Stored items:
********************

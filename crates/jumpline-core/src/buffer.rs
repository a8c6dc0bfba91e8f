//! Text buffers and stable anchors.
//!
//! The navigation core never edits text; it only reads buffer contents and creates [`Anchor`]s.
//! Those two capabilities are described by the [`AnchoredText`] trait so hosts can plug in their
//! own document model. [`TextBuffer`] is the rope-backed implementation used by the rest of the
//! crate and by headless hosts.
//!
//! # Anchor semantics
//!
//! An anchor is bound to a character offset and shifts as the buffer is edited:
//!
//! - an edit starting at or before the anchor moves it by the net length change;
//! - a deletion covering the anchor collapses it to the start of the deleted span;
//! - an edit starting after the anchor leaves it unchanged.
//!
//! Anchors are shared handles: cloning an anchor yields another handle to the same position.
//! The buffer keeps weak references only, so dropping every handle releases the anchor.

use crate::delta::{TextDelta, TextDeltaEdit, map_offset};
use crate::error::BufferError;
use ropey::Rope;
use std::fmt;
use std::ops::Range;
use std::path::Path;
use std::sync::atomic::{AtomicUsize, Ordering};
use std::sync::{Arc, Mutex, PoisonError, Weak};

/// Buffer identifier.
#[derive(Debug, Clone, Copy, PartialEq, Eq, PartialOrd, Ord, Hash)]
pub struct BufferId(u64);

impl BufferId {
    /// Create a buffer id from a raw numeric identifier.
    pub const fn new(raw: u64) -> Self {
        Self(raw)
    }

    /// Get the underlying numeric id.
    pub fn get(self) -> u64 {
        self.0
    }
}

/// A reference to a source file, as reported by result producers.
#[derive(Debug, Clone, PartialEq, Eq, PartialOrd, Ord, Hash)]
pub struct FileRef(Arc<Path>);

impl FileRef {
    /// Create a file reference from a path.
    pub fn new(path: impl AsRef<Path>) -> Self {
        Self(Arc::from(path.as_ref()))
    }

    /// The referenced path.
    pub fn path(&self) -> &Path {
        &self.0
    }

    /// Returns `true` if the file stem ends with `suffix` (e.g. `FooTest.java` for `"Test"`).
    pub fn is_test_case(&self, suffix: &str) -> bool {
        if suffix.is_empty() {
            return false;
        }
        self.0
            .file_stem()
            .and_then(|stem| stem.to_str())
            .is_some_and(|stem| stem.len() > suffix.len() && stem.ends_with(suffix))
    }
}

impl fmt::Display for FileRef {
    fn fmt(&self, f: &mut fmt::Formatter<'_>) -> fmt::Result {
        write!(f, "{}", self.0.display())
    }
}

#[derive(Debug)]
struct AnchorCell {
    offset: AtomicUsize,
}

/// A position in a buffer that follows edits.
#[derive(Clone)]
pub struct Anchor {
    cell: Arc<AnchorCell>,
    buffer: BufferId,
}

impl Anchor {
    /// Current character offset of the anchor.
    pub fn offset(&self) -> usize {
        self.cell.offset.load(Ordering::Acquire)
    }

    /// The buffer this anchor was created in.
    pub fn buffer(&self) -> BufferId {
        self.buffer
    }

    /// Returns `true` if both handles refer to the same anchor.
    pub fn same_anchor(&self, other: &Anchor) -> bool {
        Arc::ptr_eq(&self.cell, &other.cell)
    }
}

impl fmt::Debug for Anchor {
    fn fmt(&self, f: &mut fmt::Formatter<'_>) -> fmt::Result {
        f.debug_struct("Anchor")
            .field("buffer", &self.buffer)
            .field("offset", &self.offset())
            .finish()
    }
}

/// The buffer capabilities the navigation core consumes.
pub trait AnchoredText {
    /// Buffer identity.
    fn id(&self) -> BufferId;

    /// The file this buffer was loaded from, if any.
    fn file(&self) -> Option<&FileRef>;

    /// Full current text.
    fn text(&self) -> Result<String, BufferError>;

    /// Length of the buffer in characters.
    fn char_count(&self) -> usize;

    /// Create an anchor at `offset` (`0..=char_count()`).
    fn create_anchor(&self, offset: usize) -> Result<Anchor, BufferError>;
}

/// Resolves the open buffer for a file.
pub trait DocumentSource {
    /// The open buffer for `file`, if any.
    fn document(&self, file: &FileRef) -> Option<&dyn AnchoredText>;
}

/// A rope-backed text buffer that owns its anchors.
pub struct TextBuffer {
    id: BufferId,
    file: Option<FileRef>,
    rope: Rope,
    anchors: Mutex<Vec<Weak<AnchorCell>>>,
    version: u64,
}

impl TextBuffer {
    /// Create a buffer with the given identity and contents.
    pub fn new(id: BufferId, file: Option<FileRef>, text: &str) -> Self {
        Self {
            id,
            file,
            rope: Rope::from_str(text),
            anchors: Mutex::new(Vec::new()),
            version: 0,
        }
    }

    /// Number of edits applied since creation.
    pub fn version(&self) -> u64 {
        self.version
    }

    /// Line count (N newlines => N+1 lines). Only `\n` ends a line.
    pub fn line_count(&self) -> usize {
        self.rope.len_lines()
    }

    /// Character offset of the first character of `line`.
    pub fn line_to_char(&self, line: usize) -> Option<usize> {
        (line < self.rope.len_lines()).then(|| self.rope.line_to_char(line))
    }

    /// Line containing `offset` (clamped to the end of the buffer).
    pub fn char_to_line(&self, offset: usize) -> usize {
        self.rope.char_to_line(offset.min(self.rope.len_chars()))
    }

    /// Text of `line` without its line terminator.
    pub fn line_text(&self, line: usize) -> Option<String> {
        if line >= self.rope.len_lines() {
            return None;
        }
        let mut text = self.rope.line(line).to_string();
        if text.ends_with('\n') {
            text.pop();
        }
        if text.ends_with('\r') {
            text.pop();
        }
        Some(text)
    }

    /// Text in `range` (character offsets).
    pub fn slice(&self, range: Range<usize>) -> Result<String, BufferError> {
        self.check_range(&range)?;
        Ok(self.rope.slice(range).to_string())
    }

    /// Returns `true` if the buffer's file is a test case (see [`FileRef::is_test_case`]).
    pub fn is_test_case(&self, suffix: &str) -> bool {
        self.file.as_ref().is_some_and(|f| f.is_test_case(suffix))
    }

    /// Number of anchors still referenced by at least one handle.
    pub fn live_anchor_count(&self) -> usize {
        self.lock_anchors()
            .iter()
            .filter(|weak| weak.strong_count() > 0)
            .count()
    }

    /// Insert `text` at `offset`.
    pub fn insert(&mut self, offset: usize, text: &str) -> Result<TextDelta, BufferError> {
        self.replace(offset..offset, text)
    }

    /// Delete `len` characters starting at `start`.
    pub fn delete(&mut self, start: usize, len: usize) -> Result<TextDelta, BufferError> {
        self.replace(start..start.saturating_add(len), "")
    }

    /// Replace the characters in `range` with `text`, shifting every live anchor.
    pub fn replace(&mut self, range: Range<usize>, text: &str) -> Result<TextDelta, BufferError> {
        self.check_range(&range)?;
        let before_char_count = self.rope.len_chars();

        let deleted_text = self.rope.slice(range.clone()).to_string();
        if !range.is_empty() {
            self.rope.remove(range.clone());
        }
        if !text.is_empty() {
            self.rope.insert(range.start, text);
        }

        let edit = TextDeltaEdit {
            start: range.start,
            deleted_text,
            inserted_text: text.to_string(),
        };
        self.shift_anchors(&edit);
        self.version = self.version.saturating_add(1);

        Ok(TextDelta {
            before_char_count,
            after_char_count: self.rope.len_chars(),
            edits: vec![edit],
        })
    }

    fn check_range(&self, range: &Range<usize>) -> Result<(), BufferError> {
        let len = self.rope.len_chars();
        if range.start > range.end || range.end > len {
            return Err(BufferError::InvalidRange {
                start: range.start,
                end: range.end,
                len,
            });
        }
        Ok(())
    }

    fn shift_anchors(&self, edit: &TextDeltaEdit) {
        let mut anchors = self.lock_anchors();
        anchors.retain(|weak| match weak.upgrade() {
            Some(cell) => {
                let offset = cell.offset.load(Ordering::Acquire);
                cell.offset
                    .store(map_offset(offset, edit), Ordering::Release);
                true
            }
            None => false,
        });
    }

    fn lock_anchors(&self) -> std::sync::MutexGuard<'_, Vec<Weak<AnchorCell>>> {
        self.anchors.lock().unwrap_or_else(PoisonError::into_inner)
    }
}

impl AnchoredText for TextBuffer {
    fn id(&self) -> BufferId {
        self.id
    }

    fn file(&self) -> Option<&FileRef> {
        self.file.as_ref()
    }

    fn text(&self) -> Result<String, BufferError> {
        Ok(self.rope.to_string())
    }

    fn char_count(&self) -> usize {
        self.rope.len_chars()
    }

    fn create_anchor(&self, offset: usize) -> Result<Anchor, BufferError> {
        let len = self.rope.len_chars();
        if offset > len {
            return Err(BufferError::OffsetOutOfBounds { offset, len });
        }

        let cell = Arc::new(AnchorCell {
            offset: AtomicUsize::new(offset),
        });
        self.lock_anchors().push(Arc::downgrade(&cell));
        Ok(Anchor {
            cell,
            buffer: self.id,
        })
    }
}

impl DocumentSource for TextBuffer {
    fn document(&self, file: &FileRef) -> Option<&dyn AnchoredText> {
        (self.file.as_ref() == Some(file)).then_some(self as &dyn AnchoredText)
    }
}

impl fmt::Debug for TextBuffer {
    fn fmt(&self, f: &mut fmt::Formatter<'_>) -> fmt::Result {
        f.debug_struct("TextBuffer")
            .field("id", &self.id)
            .field("file", &self.file)
            .field("char_count", &self.rope.len_chars())
            .field("version", &self.version)
            .finish()
    }
}

/// Returns `true` if `text` contains a `'\n'` between the two character offsets (in any order).
pub(crate) fn has_newline_between(text: &str, a: usize, b: usize) -> bool {
    let (lo, hi) = if a <= b { (a, b) } else { (b, a) };
    text.chars().skip(lo).take(hi - lo).any(|ch| ch == '\n')
}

********************

Try it —
In the reply, include exactly the lines from the beginning of the entries above through the line holding "rest of the", and nothing besides.

Response box —
filename crates/jumpline-core/src/buffer.rs
repository a8c6dc0bfba91e8f
//! Text buffers and stable anchors.
//!
//! The navigation core never edits text; it only reads buffer contents and creates [`Anchor`]s.
//! Those two capabilities are described by the [`AnchoredText`] trait so hosts can plug in their
//! own document model. [`TextBuffer`] is the rope-backed implementation used by the rest of the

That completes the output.